Exercise details
Would you output the entries below only from the line containing "pub fn current_revision(&self, target_abs: &Path)" through the line containing "local modifications at", exactly as they stand and with both ends included?

Given information
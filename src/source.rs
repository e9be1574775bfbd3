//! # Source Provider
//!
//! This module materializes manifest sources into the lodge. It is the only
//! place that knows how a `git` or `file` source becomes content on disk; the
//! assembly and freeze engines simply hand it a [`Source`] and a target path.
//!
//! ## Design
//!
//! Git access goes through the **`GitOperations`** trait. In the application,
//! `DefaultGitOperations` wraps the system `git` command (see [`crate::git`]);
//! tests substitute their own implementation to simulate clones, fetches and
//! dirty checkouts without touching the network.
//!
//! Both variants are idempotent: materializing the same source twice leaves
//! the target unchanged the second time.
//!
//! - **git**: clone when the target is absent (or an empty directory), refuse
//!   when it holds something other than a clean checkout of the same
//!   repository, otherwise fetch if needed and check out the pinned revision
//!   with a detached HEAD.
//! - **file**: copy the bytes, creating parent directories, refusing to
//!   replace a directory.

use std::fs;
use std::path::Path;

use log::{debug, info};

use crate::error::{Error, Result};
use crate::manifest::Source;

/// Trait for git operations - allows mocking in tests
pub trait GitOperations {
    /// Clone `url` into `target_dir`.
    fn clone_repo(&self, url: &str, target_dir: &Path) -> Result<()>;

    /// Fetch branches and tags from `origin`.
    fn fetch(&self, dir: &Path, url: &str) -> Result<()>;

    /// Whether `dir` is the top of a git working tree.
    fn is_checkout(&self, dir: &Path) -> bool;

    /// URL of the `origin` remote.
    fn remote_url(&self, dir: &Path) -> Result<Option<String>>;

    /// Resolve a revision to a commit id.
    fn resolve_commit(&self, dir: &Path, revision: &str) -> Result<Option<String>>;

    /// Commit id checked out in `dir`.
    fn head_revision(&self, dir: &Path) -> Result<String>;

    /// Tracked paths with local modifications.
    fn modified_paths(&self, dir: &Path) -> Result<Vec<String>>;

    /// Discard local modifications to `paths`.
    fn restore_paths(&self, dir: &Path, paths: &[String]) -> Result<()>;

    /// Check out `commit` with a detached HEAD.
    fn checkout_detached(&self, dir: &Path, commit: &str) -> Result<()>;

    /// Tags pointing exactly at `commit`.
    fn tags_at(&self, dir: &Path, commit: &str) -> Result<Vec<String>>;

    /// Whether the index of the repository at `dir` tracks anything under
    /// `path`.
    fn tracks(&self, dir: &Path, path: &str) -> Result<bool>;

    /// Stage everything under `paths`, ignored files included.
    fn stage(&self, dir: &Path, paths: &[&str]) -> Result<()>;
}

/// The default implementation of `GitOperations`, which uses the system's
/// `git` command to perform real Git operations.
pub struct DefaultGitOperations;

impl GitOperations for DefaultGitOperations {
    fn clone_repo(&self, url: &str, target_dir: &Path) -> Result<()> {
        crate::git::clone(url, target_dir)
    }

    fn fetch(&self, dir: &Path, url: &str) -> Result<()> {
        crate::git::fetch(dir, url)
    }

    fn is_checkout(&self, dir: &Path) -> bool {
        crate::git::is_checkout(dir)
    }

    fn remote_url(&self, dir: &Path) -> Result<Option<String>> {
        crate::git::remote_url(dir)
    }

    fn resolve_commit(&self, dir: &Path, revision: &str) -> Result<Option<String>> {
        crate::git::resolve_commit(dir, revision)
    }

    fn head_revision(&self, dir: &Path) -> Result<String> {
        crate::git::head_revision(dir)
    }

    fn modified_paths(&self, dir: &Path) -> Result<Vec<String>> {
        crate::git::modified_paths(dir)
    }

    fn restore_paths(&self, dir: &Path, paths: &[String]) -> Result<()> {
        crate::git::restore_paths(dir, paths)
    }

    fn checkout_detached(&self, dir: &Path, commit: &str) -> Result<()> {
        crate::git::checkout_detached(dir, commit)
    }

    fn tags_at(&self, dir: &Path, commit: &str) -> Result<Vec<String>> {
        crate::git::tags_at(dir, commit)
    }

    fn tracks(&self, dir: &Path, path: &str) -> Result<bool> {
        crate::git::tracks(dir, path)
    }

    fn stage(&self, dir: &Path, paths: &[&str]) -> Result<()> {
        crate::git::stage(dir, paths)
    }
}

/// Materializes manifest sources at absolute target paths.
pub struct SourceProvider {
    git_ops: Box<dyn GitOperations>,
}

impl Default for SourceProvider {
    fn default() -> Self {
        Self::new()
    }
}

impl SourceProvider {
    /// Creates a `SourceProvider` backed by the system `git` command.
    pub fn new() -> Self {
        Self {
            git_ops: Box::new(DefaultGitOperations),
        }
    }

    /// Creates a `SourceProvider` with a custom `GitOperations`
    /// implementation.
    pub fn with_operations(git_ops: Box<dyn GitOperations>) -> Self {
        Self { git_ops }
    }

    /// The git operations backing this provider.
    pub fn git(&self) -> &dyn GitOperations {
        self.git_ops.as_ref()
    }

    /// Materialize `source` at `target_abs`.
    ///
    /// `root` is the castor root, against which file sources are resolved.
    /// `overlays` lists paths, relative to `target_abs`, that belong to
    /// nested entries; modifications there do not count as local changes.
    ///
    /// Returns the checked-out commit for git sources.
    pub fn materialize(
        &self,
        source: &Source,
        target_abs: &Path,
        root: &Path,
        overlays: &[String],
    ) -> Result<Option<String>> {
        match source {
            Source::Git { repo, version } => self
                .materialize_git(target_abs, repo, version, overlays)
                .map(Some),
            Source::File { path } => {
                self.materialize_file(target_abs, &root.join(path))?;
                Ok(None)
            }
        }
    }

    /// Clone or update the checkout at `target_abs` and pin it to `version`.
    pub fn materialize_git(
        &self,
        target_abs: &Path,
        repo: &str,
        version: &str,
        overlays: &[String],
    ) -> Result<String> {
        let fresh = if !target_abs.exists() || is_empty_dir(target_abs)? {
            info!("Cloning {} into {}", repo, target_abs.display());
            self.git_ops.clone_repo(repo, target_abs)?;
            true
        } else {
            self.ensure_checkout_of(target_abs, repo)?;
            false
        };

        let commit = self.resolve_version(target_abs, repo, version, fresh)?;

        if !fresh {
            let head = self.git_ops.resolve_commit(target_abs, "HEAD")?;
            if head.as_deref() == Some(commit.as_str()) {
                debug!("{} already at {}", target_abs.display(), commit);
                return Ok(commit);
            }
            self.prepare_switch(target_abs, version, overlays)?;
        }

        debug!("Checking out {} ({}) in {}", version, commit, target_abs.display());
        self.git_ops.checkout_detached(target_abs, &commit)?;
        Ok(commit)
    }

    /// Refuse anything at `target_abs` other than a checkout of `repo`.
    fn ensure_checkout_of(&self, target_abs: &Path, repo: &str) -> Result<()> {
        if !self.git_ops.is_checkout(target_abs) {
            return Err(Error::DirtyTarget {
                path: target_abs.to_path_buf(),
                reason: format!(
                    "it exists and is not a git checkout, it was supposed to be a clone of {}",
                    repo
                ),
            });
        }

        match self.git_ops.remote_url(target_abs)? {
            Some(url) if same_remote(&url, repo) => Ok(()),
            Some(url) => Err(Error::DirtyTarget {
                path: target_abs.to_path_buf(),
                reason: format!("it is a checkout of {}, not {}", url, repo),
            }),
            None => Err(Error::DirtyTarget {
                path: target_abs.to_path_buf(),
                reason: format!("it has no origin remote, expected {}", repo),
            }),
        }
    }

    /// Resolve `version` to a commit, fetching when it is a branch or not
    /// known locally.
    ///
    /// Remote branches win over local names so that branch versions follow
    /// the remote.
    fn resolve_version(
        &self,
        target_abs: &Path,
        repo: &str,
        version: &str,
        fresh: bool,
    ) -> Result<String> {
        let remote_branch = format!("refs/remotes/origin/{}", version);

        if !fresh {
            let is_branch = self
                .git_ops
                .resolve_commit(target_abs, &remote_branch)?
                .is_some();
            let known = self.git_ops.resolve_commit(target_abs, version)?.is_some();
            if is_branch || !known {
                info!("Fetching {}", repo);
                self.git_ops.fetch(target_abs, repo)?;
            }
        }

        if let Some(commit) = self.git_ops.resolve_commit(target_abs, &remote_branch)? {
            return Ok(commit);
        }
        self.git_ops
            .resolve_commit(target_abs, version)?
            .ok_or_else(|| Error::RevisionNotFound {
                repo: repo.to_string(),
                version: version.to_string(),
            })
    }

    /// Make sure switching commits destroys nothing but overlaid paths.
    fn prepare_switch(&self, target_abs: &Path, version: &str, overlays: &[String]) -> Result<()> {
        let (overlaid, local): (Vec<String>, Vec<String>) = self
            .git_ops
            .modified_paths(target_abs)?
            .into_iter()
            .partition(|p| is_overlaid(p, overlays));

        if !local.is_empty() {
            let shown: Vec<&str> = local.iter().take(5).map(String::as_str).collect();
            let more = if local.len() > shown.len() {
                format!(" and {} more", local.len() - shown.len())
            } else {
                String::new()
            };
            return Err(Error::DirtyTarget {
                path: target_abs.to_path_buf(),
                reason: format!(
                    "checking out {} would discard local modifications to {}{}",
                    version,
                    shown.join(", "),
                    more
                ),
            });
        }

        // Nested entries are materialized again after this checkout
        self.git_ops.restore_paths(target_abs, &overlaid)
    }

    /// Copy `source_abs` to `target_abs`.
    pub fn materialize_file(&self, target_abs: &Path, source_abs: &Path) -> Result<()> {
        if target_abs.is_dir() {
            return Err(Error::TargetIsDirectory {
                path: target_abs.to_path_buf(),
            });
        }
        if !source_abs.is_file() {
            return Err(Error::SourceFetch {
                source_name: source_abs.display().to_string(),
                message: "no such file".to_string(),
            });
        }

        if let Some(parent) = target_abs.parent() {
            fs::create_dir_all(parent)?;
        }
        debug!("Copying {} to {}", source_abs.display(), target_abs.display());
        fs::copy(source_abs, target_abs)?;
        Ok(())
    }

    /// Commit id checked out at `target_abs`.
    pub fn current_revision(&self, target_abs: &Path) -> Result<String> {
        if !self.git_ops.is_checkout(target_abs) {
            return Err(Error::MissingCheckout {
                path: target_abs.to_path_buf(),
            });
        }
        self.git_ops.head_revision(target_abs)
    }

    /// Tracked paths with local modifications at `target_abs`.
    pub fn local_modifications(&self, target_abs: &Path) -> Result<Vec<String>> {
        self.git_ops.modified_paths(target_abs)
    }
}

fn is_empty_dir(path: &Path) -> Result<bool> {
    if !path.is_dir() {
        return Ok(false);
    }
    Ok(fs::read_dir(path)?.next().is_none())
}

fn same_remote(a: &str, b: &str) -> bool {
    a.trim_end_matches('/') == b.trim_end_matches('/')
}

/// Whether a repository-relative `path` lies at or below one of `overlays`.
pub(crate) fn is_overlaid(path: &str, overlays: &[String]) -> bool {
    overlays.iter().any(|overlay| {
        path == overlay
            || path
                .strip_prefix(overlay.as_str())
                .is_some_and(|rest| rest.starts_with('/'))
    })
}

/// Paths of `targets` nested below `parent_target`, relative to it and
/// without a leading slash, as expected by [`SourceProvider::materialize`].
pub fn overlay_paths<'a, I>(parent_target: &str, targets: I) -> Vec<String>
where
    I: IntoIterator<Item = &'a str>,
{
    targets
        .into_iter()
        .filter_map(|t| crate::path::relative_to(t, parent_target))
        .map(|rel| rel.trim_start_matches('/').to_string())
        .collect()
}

Output for this exercise
    pub fn current_revision(&self, target_abs: &Path) -> Result<String> {
        if !self.git_ops.is_checkout(target_abs) {
            return Err(Error::MissingCheckout {
                path: target_abs.to_path_buf(),
            });
        }
        self.git_ops.head_revision(target_abs)
    }

    /// Tracked paths with local modifications at `target_abs`.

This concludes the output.